Upscale all variables in the dataset to a coarser resolution.
Parameters:
dataset (xarray.Dataset): The input dataset with variables to upscale.
target_res (float): The target spatial resolution (e.g., 0.25 or 1.0 degrees).
Returns:
xarray.Dataset: The upscaled dataset with all variables at the new resolution.
"""
# Get the current resolution and coordinate steps
lat_res = np.abs(dataset.lat[1] - dataset.lat[0])
lon_res = np.abs(dataset.lon[1] - dataset.lon[0])

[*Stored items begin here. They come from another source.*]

//! Equipment repository
//!
//! Equipment rows are keyed by UUID; the `type` column maps onto
//! [`Equipment::equipment_type`].

use async_trait::async_trait;
use chrono::{DateTime, Utc};
use sqlx::{FromRow, PgPool};
use uuid::Uuid;

use roomctl_core::{Equipment, EquipmentPatch, EquipmentStatus, NewEquipment};

use crate::db::error::{decode_status, DbError};

/// Data access for equipment
#[async_trait]
pub trait EquipmentRepository: Send + Sync {
    async fn create(&self, equipment: NewEquipment) -> Result<Equipment, DbError>;
    async fn find_by_id(&self, id: Uuid) -> Result<Option<Equipment>, DbError>;
    async fn find_all(&self) -> Result<Vec<Equipment>, DbError>;
    async fn find_by_status(&self, status: EquipmentStatus) -> Result<Vec<Equipment>, DbError>;
    async fn update(&self, id: Uuid, patch: EquipmentPatch) -> Result<Equipment, DbError>;
    async fn delete(&self, id: Uuid) -> Result<(), DbError>;
}

#[derive(FromRow)]
struct EquipmentRow {
    id: Uuid,
    name: String,
    description: Option<String>,
    #[sqlx(rename = "type")]
    equipment_type: String,
    status: String,
    created_at: DateTime<Utc>,
    updated_at: DateTime<Utc>,
}

impl TryFrom<EquipmentRow> for Equipment {
    type Error = DbError;

    fn try_from(row: EquipmentRow) -> Result<Self, Self::Error> {
        Ok(Equipment {
            id: row.id,
            name: row.name,
            description: row.description,
            equipment_type: row.equipment_type,
            status: decode_status(row.status)?,
            created_at: row.created_at,
            updated_at: row.updated_at,
        })
    }
}

/// PostgreSQL-backed equipment repository
#[derive(Clone)]
pub struct PgEquipmentRepo {
    pool: PgPool,
}

impl PgEquipmentRepo {
    pub fn new(pool: PgPool) -> Self {
        Self { pool }
    }
}

#[async_trait]
impl EquipmentRepository for PgEquipmentRepo {
    async fn create(&self, equipment: NewEquipment) -> Result<Equipment, DbError> {
        let row: EquipmentRow = sqlx::query_as(
            r#"
            INSERT INTO equipment (name, description, type, status, created_at, updated_at)
            VALUES ($1, $2, $3, $4, NOW(), NOW())
            RETURNING id, name, description, type, status, created_at, updated_at
            "#,
        )
        .bind(&equipment.name)
        .bind(&equipment.description)
        .bind(&equipment.equipment_type)
        .bind(equipment.status.as_str())
        .fetch_one(&self.pool)
        .await?;

        row.try_into()
    }

    async fn find_by_id(&self, id: Uuid) -> Result<Option<Equipment>, DbError> {
        let row: Option<EquipmentRow> = sqlx::query_as(
            r#"
            SELECT id, name, description, type, status, created_at, updated_at
            FROM equipment
            WHERE id = $1
            "#,
        )
        .bind(id)
        .fetch_optional(&self.pool)
        .await?;

        row.map(Equipment::try_from).transpose()
    }

    async fn find_all(&self) -> Result<Vec<Equipment>, DbError> {
        let rows: Vec<EquipmentRow> = sqlx::query_as(
            r#"
            SELECT id, name, description, type, status, created_at, updated_at
            FROM equipment
            ORDER BY name, id
            "#,
        )
        .fetch_all(&self.pool)
        .await?;

        rows.into_iter().map(Equipment::try_from).collect()
    }

    async fn find_by_status(&self, status: EquipmentStatus) -> Result<Vec<Equipment>, DbError> {
        let rows: Vec<EquipmentRow> = sqlx::query_as(
            r#"
            SELECT id, name, description, type, status, created_at, updated_at
            FROM equipment
            WHERE status = $1
            ORDER BY name, id
            "#,
        )
        .bind(status.as_str())
        .fetch_all(&self.pool)
        .await?;

        rows.into_iter().map(Equipment::try_from).collect()
    }

    async fn update(&self, id: Uuid, patch: EquipmentPatch) -> Result<Equipment, DbError> {
        let row: Option<EquipmentRow> = sqlx::query_as(
            r#"
            UPDATE equipment
            SET name = COALESCE($2, name),
                description = COALESCE($3, description),
                type = COALESCE($4, type),
                status = COALESCE($5, status),
                updated_at = NOW()
            WHERE id = $1
            RETURNING id, name, description, type, status, created_at, updated_at
            "#,
        )
        .bind(id)
        .bind(patch.name)
        .bind(patch.description)
        .bind(patch.equipment_type)
        .bind(patch.status.map(|s| s.as_str()))
        .fetch_optional(&self.pool)
        .await?;

        row.ok_or_else(|| DbError::not_found("equipment", id))?.try_into()
    }

    async fn delete(&self, id: Uuid) -> Result<(), DbError> {
        sqlx::query("DELETE FROM equipment WHERE id = $1")
            .bind(id)
            .execute(&self.pool)
            .await?;
        Ok(())
    }
}
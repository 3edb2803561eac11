//! roomctl-server: persistence, administration and HTTP API
//!
//! - [`db`]: connection pool, database administration, repositories
//! - [`migrations`]: versioned SQL files applied in order
//! - [`seeds`]: idempotent sample data
//! - [`usecases`]: per-entity services used by the HTTP layer
//! - [`http`]: axum router and server
//!
//! The pool is created by the caller and passed in; nothing here holds a
//! global connection.

pub mod db;
pub mod http;
pub mod migrations;
pub mod seeds;
pub mod usecases;

#[cfg(test)]
pub(crate) mod test_support;

pub use db::{close_pool, create_pool, ping, DbError};
pub use http::{run_server, ServerConfig};
pub use migrations::{Direction, MigrationReport, MigrationRunner, MigrationSource, MigrationStatus};
pub use seeds::{SeedOutcome, SeedRunner};
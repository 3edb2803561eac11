use async_trait::async_trait;
use sqlx::PgConnection;

use super::{is_empty, reset_sequence, Seed, SeedOutcome};

pub struct RoomsSeed;

#[async_trait]
impl Seed for RoomsSeed {
    fn name(&self) -> &'static str {
        "rooms"
    }

    async fn run(&self, conn: &mut PgConnection) -> Result<SeedOutcome, sqlx::Error> {
        if !is_empty(conn, "rooms").await? {
            return Ok(SeedOutcome::Skipped);
        }

        let result = sqlx::query(
            r#"
            INSERT INTO rooms (id, name, capacity, description, status, created_at, updated_at)
            VALUES
                (1, 'Board Room', 12, 'Main conference room with video wall', 'available', NOW(), NOW()),
                (2, 'Huddle Room', 4, 'Small room for quick syncs', 'available', NOW(), NOW())
            ON CONFLICT (id) DO NOTHING
            "#,
        )
        .execute(&mut *conn)
        .await?;

        reset_sequence(conn, "rooms").await?;
        Ok(SeedOutcome::Inserted(result.rows_affected()))
    }
}
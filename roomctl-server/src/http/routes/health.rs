//! Health check endpoint

use axum::{routing::get, Json, Router};
use serde::Serialize;

/// Health check response
#[derive(Serialize)]
#[serde(rename_all = "camelCase")]
pub struct HealthResponse {
    pub status: &'static str,
    pub status_code: u16,
    pub message: &'static str,
}

/// GET /health
async fn health() -> Json<HealthResponse> {
    Json(HealthResponse {
        status: "ok",
        status_code: 200,
        message: "Server is running",
    })
}

/// Health routes
pub fn router<S>() -> Router<S>
where
    S: Clone + Send + Sync + 'static,
{
    Router::new().route("/health", get(health))
}
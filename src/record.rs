//! Canonical data model for parsed benchmark reports.
//!
//! Every numeric field that a report may omit is an `Option`, so callers can
//! see at the type level which values might be absent. Records are built once
//! by the parser and never mutated afterwards; the aggregator only regroups
//! and reorders them.

use serde::{Deserialize, Serialize};
use std::cmp::Ordering;

/// Workload category exercised by a report.
///
/// Classification is total: every report resolves to exactly one variant,
/// falling back to `Unknown` when no marker matches.
#[derive(Debug, Clone, Copy, PartialEq, Eq, Hash, Serialize, Deserialize)]
pub enum Workload {
    Read,
    Write,
    Mixed,
    Unknown,
}

impl Workload {
    /// Canonical display label, also the grouping key in output artifacts.
    pub fn label(&self) -> &'static str {
        match self {
            Workload::Read => "Read",
            Workload::Write => "Write",
            Workload::Mixed => "Mixed",
            Workload::Unknown => "Unknown",
        }
    }
}

impl std::fmt::Display for Workload {
    fn fmt(&self, f: &mut std::fmt::Formatter<'_>) -> std::fmt::Result {
        f.write_str(self.label())
    }
}

// Groups are iterated lexically by label so repeated runs over the same
// input produce byte-identical artifact ordering.
impl Ord for Workload {
    fn cmp(&self, other: &Self) -> Ordering {
        self.label().cmp(other.label())
    }
}

impl PartialOrd for Workload {
    fn partial_cmp(&self, other: &Self) -> Option<Ordering> {
        Some(self.cmp(other))
    }
}

/// Latency distribution figures in milliseconds, each independently optional.
#[derive(Debug, Clone, Default, PartialEq, Serialize, Deserialize)]
pub struct LatencyStats {
    pub mean: Option<f64>,
    pub median: Option<f64>,
    pub p95: Option<f64>,
    pub p99: Option<f64>,
    pub min: Option<f64>,
    pub max: Option<f64>,
}

impl LatencyStats {
    /// True when no latency figure was extracted at all.
    pub fn is_empty(&self) -> bool {
        self.mean.is_none()
            && self.median.is_none()
            && self.p95.is_none()
            && self.p99.is_none()
            && self.min.is_none()
            && self.max.is_none()
    }
}

/// One parsed report: the canonical extraction of a single benchmark run
/// at a fixed load level.
#[derive(Debug, Clone, PartialEq, Serialize, Deserialize)]
pub struct MetricsRecord {
    /// Originating file name or path, kept for diagnostics only.
    pub source_name: String,
    /// Concurrent client count, the independent variable. Zero when the
    /// report carried no thread information; the aggregator decides whether
    /// such a record is usable, not the parser.
    pub load_level: u32,
    pub workload: Workload,
    pub duration_seconds: Option<u64>,
    pub total_requests: Option<u64>,
    pub successful_requests: Option<u64>,
    pub failed_requests: Option<u64>,
    pub throughput_req_per_sec: Option<f64>,
    pub effective_throughput_req_per_sec: Option<f64>,
    pub latency_ms: LatencyStats,
    pub cpu_usage_pct: Option<f64>,
    pub disk_util_pct: Option<f64>,
    pub io_await_ms: Option<f64>,
    pub memory_usage_mb: Option<f64>,
}

impl MetricsRecord {
    /// A record with every optional field absent, attributed to `source_name`.
    pub fn empty(source_name: impl Into<String>) -> Self {
        Self {
            source_name: source_name.into(),
            load_level: 0,
            workload: Workload::Unknown,
            duration_seconds: None,
            total_requests: None,
            successful_requests: None,
            failed_requests: None,
            throughput_req_per_sec: None,
            effective_throughput_req_per_sec: None,
            latency_ms: LatencyStats::default(),
            cpu_usage_pct: None,
            disk_util_pct: None,
            io_await_ms: None,
            memory_usage_mb: None,
        }
    }

    /// True when nothing beyond the degenerate defaults was extracted.
    /// Such records still flow into the aggregator; exclusion is a
    /// per-output decision made there.
    pub fn is_degenerate(&self) -> bool {
        self.load_level == 0
            && self.workload == Workload::Unknown
            && self.duration_seconds.is_none()
            && self.total_requests.is_none()
            && self.successful_requests.is_none()
            && self.failed_requests.is_none()
            && self.throughput_req_per_sec.is_none()
            && self.effective_throughput_req_per_sec.is_none()
            && self.latency_ms.is_empty()
            && self.cpu_usage_pct.is_none()
            && self.disk_util_pct.is_none()
            && self.io_await_ms.is_none()
            && self.memory_usage_mb.is_none()
    }
}

#[cfg(test)]
mod tests {
    use super::*;

    #[test]
    fn test_workload_labels() {
        assert_eq!(Workload::Read.to_string(), "Read");
        assert_eq!(Workload::Write.to_string(), "Write");
        assert_eq!(Workload::Mixed.to_string(), "Mixed");
        assert_eq!(Workload::Unknown.to_string(), "Unknown");
    }

    #[test]
    fn test_workload_ordering_is_lexical() {
        let mut all = vec![
            Workload::Write,
            Workload::Unknown,
            Workload::Read,
            Workload::Mixed,
        ];
        all.sort();
        assert_eq!(
            all,
            vec![
                Workload::Mixed,
                Workload::Read,
                Workload::Unknown,
                Workload::Write,
            ]
        );
    }

    #[test]
    fn test_empty_record_is_degenerate() {
        let record = MetricsRecord::empty("noise.txt");
        assert!(record.is_degenerate());
        assert_eq!(record.source_name, "noise.txt");
        assert_eq!(record.load_level, 0);
        assert_eq!(record.workload, Workload::Unknown);
    }

    #[test]
    fn test_latency_stats_empty() {
        let mut stats = LatencyStats::default();
        assert!(stats.is_empty());
        stats.p99 = Some(12.5);
        assert!(!stats.is_empty());
    }
}
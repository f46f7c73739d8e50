//! # Bench Report - Main Entry Point
//!
//! Orchestrates the report pipeline end to end:
//!
//! 1. **Initialize logging**: colorized tracing output, level via `RUST_LOG`
//! 2. **Parse arguments**: glob pattern, output directory, chart selection
//! 3. **Discover reports**: expand the pattern and buffer every readable file
//! 4. **Parse**: one tolerant extraction per file, never fatal per field
//! 5. **Aggregate**: group by workload, sort by load level
//! 6. **Render**: write chart-spec artifacts and print the summary tables
//!
//! Per-file read failures are listed and skipped; the run only fails when
//! the pattern is malformed or no usable data was extracted at all.

use anyhow::Result;
use bench_report::{
    charts,
    cli::Args,
    discover::discover_reports,
    logging,
    parser::parse_report,
    report,
    series::SeriesSet,
};
use clap::Parser;
use tracing::{debug, info, warn};

fn main() -> Result<()> {
    let args = Args::parse();
    logging::init(args.verbose);

    info!("Bench Report v{}", bench_report::VERSION);

    let discovery = discover_reports(&args.pattern)?;
    if discovery.inputs.is_empty() && discovery.skipped.is_empty() {
        warn!("no files matched pattern: {}", args.pattern);
    }

    // Parse every readable input. Records with nothing extractable are
    // dropped here; parse_report itself never fails on content.
    let mut records = Vec::with_capacity(discovery.inputs.len());
    for input in &discovery.inputs {
        debug!("parsing: {}", input.path.display());
        let record = parse_report(&input.name, &input.content);
        if record.is_degenerate() {
            warn!("no recognizable metrics in {}, skipping", input.name);
            continue;
        }
        records.push(record);
    }

    report::print_skipped(&discovery.skipped);

    // Fatal when the whole batch produced nothing usable.
    let set = SeriesSet::collect(records)?;
    info!(
        "processed {} result(s) across {} workload(s)",
        set.record_count(),
        set.workload_count()
    );

    if !args.summary_only {
        std::fs::create_dir_all(&args.output_dir)?;
        let specs = charts::build_charts(&set, &args.charts, args.cores);
        for spec in &specs {
            charts::write_chart(spec, &args.output_dir)?;
        }
        info!(
            "{} chart artifact(s) written to {}",
            specs.len(),
            args.output_dir.display()
        );
    }

    report::print_summary(&set);
    report::print_resource_summary(&set);

    Ok(())
}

# Calculate the number of original grid cells per target resolution
lat_factor = int(target_res / lat_res)
lon_factor = int(target_res / lon_res)
# Dictionary to hold the upscaled variables
upscaled_vars = {}
# Loop over all variables in the dataset
for var_name in dataset.data_vars:
# Apply coarsen and mean to each variable
upscaled_vars[var_name] = (
dataset[var_name]
.coarsen(lat=lat_factor, lon=lon_factor, boundary="trim")
.mean()
)
# Create a new dataset with upscaled variables
dataset_upscaled = xr.Dataset(
upscaled_vars,
coords={
'lat': upscaled_vars[var_name].lat,
'lon': upscaled_vars[var_name].lon,
'time': dataset.time
}
)
return dataset_upscaled
# Upscale to 0.05-degree resolution
evtp_ds_005 = upscale_dataset(ds, 0.05)
evtp_ds_005
But when I try to save evtp_ds_005 into an .nc file I get an error saying:
MemoryError: Unable to allocate 40.1 GiB for an array with shape (1059, 3912, 2596) and data type float32
I tried to subset the data but also got the same error even when using one subset:
subset_1 = evtp_ds_005.isel(time=slice(0, 100))
subset_1.to_netcdf('EVTP_upscaled_0.05deg_subset_1.nc')
I also tried chunks but the error remained.